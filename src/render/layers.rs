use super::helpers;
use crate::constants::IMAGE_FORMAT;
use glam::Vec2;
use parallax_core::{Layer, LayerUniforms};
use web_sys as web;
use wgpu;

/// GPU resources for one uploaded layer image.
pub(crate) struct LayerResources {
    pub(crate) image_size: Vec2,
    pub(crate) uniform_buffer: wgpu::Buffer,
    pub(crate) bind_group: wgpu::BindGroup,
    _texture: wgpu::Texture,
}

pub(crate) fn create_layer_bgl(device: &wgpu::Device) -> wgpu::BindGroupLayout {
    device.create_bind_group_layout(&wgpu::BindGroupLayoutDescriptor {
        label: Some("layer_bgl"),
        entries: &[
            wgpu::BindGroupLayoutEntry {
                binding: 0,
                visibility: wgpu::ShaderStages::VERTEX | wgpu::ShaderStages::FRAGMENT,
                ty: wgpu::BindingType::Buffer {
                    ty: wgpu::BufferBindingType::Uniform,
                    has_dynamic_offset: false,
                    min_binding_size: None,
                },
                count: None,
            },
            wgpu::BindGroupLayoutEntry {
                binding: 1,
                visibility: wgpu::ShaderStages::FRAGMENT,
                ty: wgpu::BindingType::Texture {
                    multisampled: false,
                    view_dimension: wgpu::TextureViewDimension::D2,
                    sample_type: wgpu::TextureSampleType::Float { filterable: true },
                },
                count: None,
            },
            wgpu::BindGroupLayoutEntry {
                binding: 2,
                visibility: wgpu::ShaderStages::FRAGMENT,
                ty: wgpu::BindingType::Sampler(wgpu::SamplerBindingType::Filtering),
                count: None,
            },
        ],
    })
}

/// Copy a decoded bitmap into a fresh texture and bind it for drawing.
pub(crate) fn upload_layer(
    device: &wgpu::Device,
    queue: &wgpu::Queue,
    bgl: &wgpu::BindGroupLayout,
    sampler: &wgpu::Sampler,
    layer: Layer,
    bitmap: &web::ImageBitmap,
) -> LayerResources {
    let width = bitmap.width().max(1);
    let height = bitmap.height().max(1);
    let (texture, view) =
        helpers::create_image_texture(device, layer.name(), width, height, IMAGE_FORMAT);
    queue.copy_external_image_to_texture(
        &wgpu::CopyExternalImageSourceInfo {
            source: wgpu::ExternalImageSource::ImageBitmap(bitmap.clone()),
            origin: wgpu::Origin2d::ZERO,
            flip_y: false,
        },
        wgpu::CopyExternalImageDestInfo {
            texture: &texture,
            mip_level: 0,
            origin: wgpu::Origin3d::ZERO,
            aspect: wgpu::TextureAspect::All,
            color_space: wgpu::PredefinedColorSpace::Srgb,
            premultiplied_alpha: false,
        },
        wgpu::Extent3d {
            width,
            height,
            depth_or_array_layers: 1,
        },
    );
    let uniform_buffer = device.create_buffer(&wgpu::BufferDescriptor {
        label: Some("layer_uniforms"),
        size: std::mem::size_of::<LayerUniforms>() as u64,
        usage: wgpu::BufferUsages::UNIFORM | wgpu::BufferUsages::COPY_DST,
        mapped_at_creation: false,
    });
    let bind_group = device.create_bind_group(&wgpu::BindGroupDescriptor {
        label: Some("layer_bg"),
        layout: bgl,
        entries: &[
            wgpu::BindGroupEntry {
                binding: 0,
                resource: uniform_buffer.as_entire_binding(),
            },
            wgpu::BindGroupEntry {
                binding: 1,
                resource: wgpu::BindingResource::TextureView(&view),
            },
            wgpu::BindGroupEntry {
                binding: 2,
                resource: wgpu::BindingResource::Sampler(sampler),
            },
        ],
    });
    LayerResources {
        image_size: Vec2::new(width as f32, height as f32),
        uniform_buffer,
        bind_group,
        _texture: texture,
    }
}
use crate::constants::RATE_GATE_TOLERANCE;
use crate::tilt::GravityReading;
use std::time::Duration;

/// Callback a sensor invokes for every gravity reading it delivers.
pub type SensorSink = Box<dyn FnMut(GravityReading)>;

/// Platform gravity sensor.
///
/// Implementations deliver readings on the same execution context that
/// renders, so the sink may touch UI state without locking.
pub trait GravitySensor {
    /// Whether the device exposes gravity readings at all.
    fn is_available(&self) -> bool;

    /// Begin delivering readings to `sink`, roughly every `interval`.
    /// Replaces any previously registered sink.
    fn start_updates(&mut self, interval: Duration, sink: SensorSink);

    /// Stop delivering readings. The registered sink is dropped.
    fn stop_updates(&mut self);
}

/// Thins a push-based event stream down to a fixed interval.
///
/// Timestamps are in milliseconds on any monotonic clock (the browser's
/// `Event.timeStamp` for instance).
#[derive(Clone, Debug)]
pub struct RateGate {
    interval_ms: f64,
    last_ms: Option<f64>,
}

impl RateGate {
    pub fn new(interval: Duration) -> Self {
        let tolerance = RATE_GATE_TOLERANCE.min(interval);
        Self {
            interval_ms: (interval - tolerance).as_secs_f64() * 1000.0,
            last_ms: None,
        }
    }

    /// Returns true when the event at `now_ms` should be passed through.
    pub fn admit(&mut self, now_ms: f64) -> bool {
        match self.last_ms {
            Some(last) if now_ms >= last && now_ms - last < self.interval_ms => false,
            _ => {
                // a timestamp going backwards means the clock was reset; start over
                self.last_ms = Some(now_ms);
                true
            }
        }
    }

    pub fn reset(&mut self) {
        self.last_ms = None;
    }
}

= = = =

▸ The problem:
Given the records above, restate word for word only the lines starting at the one with "Platform gravity sensor." and ending at the one with "let tolerance = RATE_GATE_TOLERANCE.min(interval);".

▸ Answer to the problem:
/// Platform gravity sensor.
///
/// Implementations deliver readings on the same execution context that
/// renders, so the sink may touch UI state without locking.
pub trait GravitySensor {
    /// Whether the device exposes gravity readings at all.
    fn is_available(&self) -> bool;

    /// Begin delivering readings to `sink`, roughly every `interval`.
    /// Replaces any previously registered sink.
    fn start_updates(&mut self, interval: Duration, sink: SensorSink);

    /// Stop delivering readings. The registered sink is dropped.
    fn stop_updates(&mut self);
}

/// Thins a push-based event stream down to a fixed interval.
///
/// Timestamps are in milliseconds on any monotonic clock (the browser's
/// `Event.timeStamp` for instance).
#[derive(Clone, Debug)]
pub struct RateGate {
    interval_ms: f64,
    last_ms: Option<f64>,
}

impl RateGate {
    pub fn new(interval: Duration) -> Self {
        let tolerance = RATE_GATE_TOLERANCE.min(interval);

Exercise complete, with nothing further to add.